University of Arizona

Course Description:

This course will increase students' awareness and knowledge of the fields of disability studies and disability services and programs. Just as disability is moving from the margins to the center of the national conversation, so disability is being integrated into the higher education curriculum. The study of disability within such disciplines as history, sociology, anthropology, history, English, political science, and geography has been of increasing interest to academic scholars. This course will provide an overview of this new field called disability studies, allowing students to reframe socialized conceptualizations and definitions of disability.
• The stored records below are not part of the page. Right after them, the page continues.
//! Dashboard service.

use async_trait::async_trait;
use mockall::automock;
use sqlx::PgPool;

use crate::domain::dashboard::{
    errors::DashboardServiceError,
    models::{ActivityItem, ActivityKind, PlatformStats},
    repository::PgDashboardRepository,
};

/// How many of each kind feed into the merged activity list.
pub const RECENT_PER_KIND: i64 = 5;

/// Upper bound on the merged activity list.
pub const FEED_LIMIT: usize = 10;

#[derive(Debug, Clone)]
pub struct PgDashboardService {
    repository: PgDashboardRepository,
}

impl PgDashboardService {
    #[must_use]
    pub fn new(pool: PgPool) -> Self {
        Self {
            repository: PgDashboardRepository::new(pool),
        }
    }
}

#[async_trait]
impl DashboardService for PgDashboardService {
    async fn stats(&self) -> Result<PlatformStats, DashboardServiceError> {
        Ok(self.repository.totals().await?)
    }

    async fn updates(&self) -> Result<Vec<ActivityItem>, DashboardServiceError> {
        let designs = self.repository.recent_designs(RECENT_PER_KIND).await?;
        let projects = self.repository.recent_projects(RECENT_PER_KIND).await?;

        let mut feed: Vec<ActivityItem> = designs
            .into_iter()
            .map(|design| ActivityItem {
                kind: ActivityKind::Design,
                uuid: design.uuid,
                message: format!("New design \"{}\" is available in the catalogue", design.title),
                title: design.title,
                image_url: Some(design.image_url),
                created_at: design.created_at,
            })
            .chain(projects.into_iter().map(|project| ActivityItem {
                kind: ActivityKind::Project,
                uuid: project.uuid,
                message: format!(
                    "Project \"{}\" is now listed as {}",
                    project.title, project.status
                ),
                title: project.title,
                image_url: None,
                created_at: project.created_at,
            }))
            .collect();

        feed.sort_by(|a, b| b.created_at.cmp(&a.created_at));
        feed.truncate(FEED_LIMIT);

        Ok(feed)
    }
}

#[automock]
#[async_trait]
pub trait DashboardService: Send + Sync {
    /// Platform-wide counts and completed-sale revenue.
    async fn stats(&self) -> Result<PlatformStats, DashboardServiceError>;

    /// The most recent designs and projects merged into one feed, newest
    /// first. Clients poll this endpoint.
    async fn updates(&self) -> Result<Vec<ActivityItem>, DashboardServiceError>;
}

#[cfg(test)]
mod tests {
    use std::sync::Arc;

    use testresult::TestResult;

    use crate::{
        domain::{
            projects::{PgProjectsService, ProjectsService},
            transactions::{
                PaymentCallback, PgTransactionsService, TransactionsService,
            },
        },
        gateway::{GatewayOrder, MockPaymentGateway},
        mailer::MockMailer,
        media::MockMediaStore,
        test::{TestContext, new_design, new_project},
    };

    use super::*;

    fn service(ctx: &TestContext) -> PgDashboardService {
        PgDashboardService::new(ctx.pool().clone())
    }

    fn projects_service(ctx: &TestContext) -> PgProjectsService {
        PgProjectsService::new(ctx.pool().clone(), Arc::new(MockMediaStore::new()))
    }

    #[tokio::test]
    async fn stats_start_at_zero() -> TestResult {
        let ctx = TestContext::new().await;

        let stats = service(&ctx).stats().await?;

        assert_eq!(
            stats,
            PlatformStats {
                projects: 0,
                designs: 0,
                users: 0,
                sales: 0,
                revenue: 0,
            }
        );

        Ok(())
    }

    #[tokio::test]
    async fn stats_count_entities_and_completed_revenue() -> TestResult {
        let ctx = TestContext::new().await;
        let buyer = ctx.create_user("buyer@example.com").await;
        let design = ctx.seed_design(new_design("Hillside Villa", 50_000)).await;

        projects_service(&ctx)
            .create_project(new_project("Riverside Complex"))
            .await?;

        let mut gateway = MockPaymentGateway::new();
        gateway.expect_create_order().returning(|order| {
            Ok(GatewayOrder {
                id: "order_stats_1".to_string(),
                amount: order.amount,
                currency: order.currency,
            })
        });
        gateway
            .expect_verify_signature()
            .returning(|_order_id, _payment_id, _signature| true);

        let mut mailer = MockMailer::new();
        mailer.expect_send().returning(|_message| Ok(()));

        let transactions = PgTransactionsService::new(
            ctx.pool().clone(),
            Arc::new(gateway),
            Arc::new(mailer),
            None,
        );

        transactions.create_order(&buyer, design.uuid).await?;
        transactions
            .verify_payment(
                &buyer,
                PaymentCallback {
                    order_id: "order_stats_1".to_string(),
                    payment_id: "pay_stats_1".to_string(),
                    signature: "cafe".to_string(),
                },
            )
            .await?;

        let stats = service(&ctx).stats().await?;

        assert_eq!(stats.projects, 1);
        assert_eq!(stats.designs, 1);
        assert_eq!(stats.users, 1);
        assert_eq!(stats.sales, 1);
        assert_eq!(stats.revenue, 50_000);

        Ok(())
    }

    #[tokio::test]
    async fn pending_orders_do_not_count_as_sales() -> TestResult {
        let ctx = TestContext::new().await;
        let buyer = ctx.create_user("buyer@example.com").await;
        let design = ctx.seed_design(new_design("Hillside Villa", 50_000)).await;

        let mut gateway = MockPaymentGateway::new();
        gateway.expect_create_order().returning(|order| {
            Ok(GatewayOrder {
                id: "order_stats_2".to_string(),
                amount: order.amount,
                currency: order.currency,
            })
        });

        let transactions = PgTransactionsService::new(
            ctx.pool().clone(),
            Arc::new(gateway),
            Arc::new(MockMailer::new()),
            None,
        );

        transactions.create_order(&buyer, design.uuid).await?;

        let stats = service(&ctx).stats().await?;

        assert_eq!(stats.sales, 0);
        assert_eq!(stats.revenue, 0);

        Ok(())
    }

    #[tokio::test]
    async fn updates_merge_newest_first_and_cap_the_feed() -> TestResult {
        let ctx = TestContext::new().await;
        let projects = projects_service(&ctx);

        for index in 0..7 {
            ctx.seed_design(new_design(&format!("Design {index}"), 1_000)).await;
        }

        for index in 0..7 {
            projects
                .create_project(new_project(&format!("Project {index}")))
                .await?;
        }

        let feed = service(&ctx).updates().await?;

        // Five of each kind, capped at ten entries overall.
        assert_eq!(feed.len(), FEED_LIMIT);
        assert_eq!(
            feed.iter().filter(|item| item.kind == ActivityKind::Design).count(),
            5
        );
        assert_eq!(
            feed.iter().filter(|item| item.kind == ActivityKind::Project).count(),
            5
        );

        for window in feed.windows(2) {
            assert!(
                window[0].created_at >= window[1].created_at,
                "feed must be reverse-chronological"
            );
        }

        Ok(())
    }

    #[tokio::test]
    async fn updates_carry_display_messages() -> TestResult {
        let ctx = TestContext::new().await;

        ctx.seed_design(new_design("Hillside Villa", 50_000)).await;
        projects_service(&ctx)
            .create_project(new_project("Riverside Complex"))
            .await?;

        let feed = service(&ctx).updates().await?;

        assert_eq!(feed.len(), 2);

        let design = feed
            .iter()
            .find(|item| item.kind == ActivityKind::Design)
            .expect("feed should contain the design entry");
        assert!(design.message.contains("Hillside Villa"));
        assert!(design.image_url.is_some());

        let project = feed
            .iter()
            .find(|item| item.kind == ActivityKind::Project)
            .expect("feed should contain the project entry");
        assert!(project.message.contains("Riverside Complex"));
        assert!(project.message.contains("Ongoing"));

        Ok(())
    }
}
Historical and current perspectives of vocational rehabilitation, special education, legislation, and the disability rights movement will be explored through the moral, medical, and sociopolitical models of disability.

Learning Objectives:

Through class discussions, group work, and writing assignments, students will be able to: discuss the history and dynamics of disability studies, services, and programs; articulate ways in which ability and disability, like gender, are historical and social constructions; articulate new definitions and conceptualization of disability; recognize and discuss how the various models and definitions of disability have affected services and attitudes toward disabled people; assess the status of disabled people in terms of education, employment, and health care; speculate about the roles of rehabilitation counselors, educators, health care providers in promoting and resisting replications of socially constructed power relationships; discuss ways they resist or replicate stereotypes about people with disabilities, and ways in which they promote informed, accurate, and respectful ideas.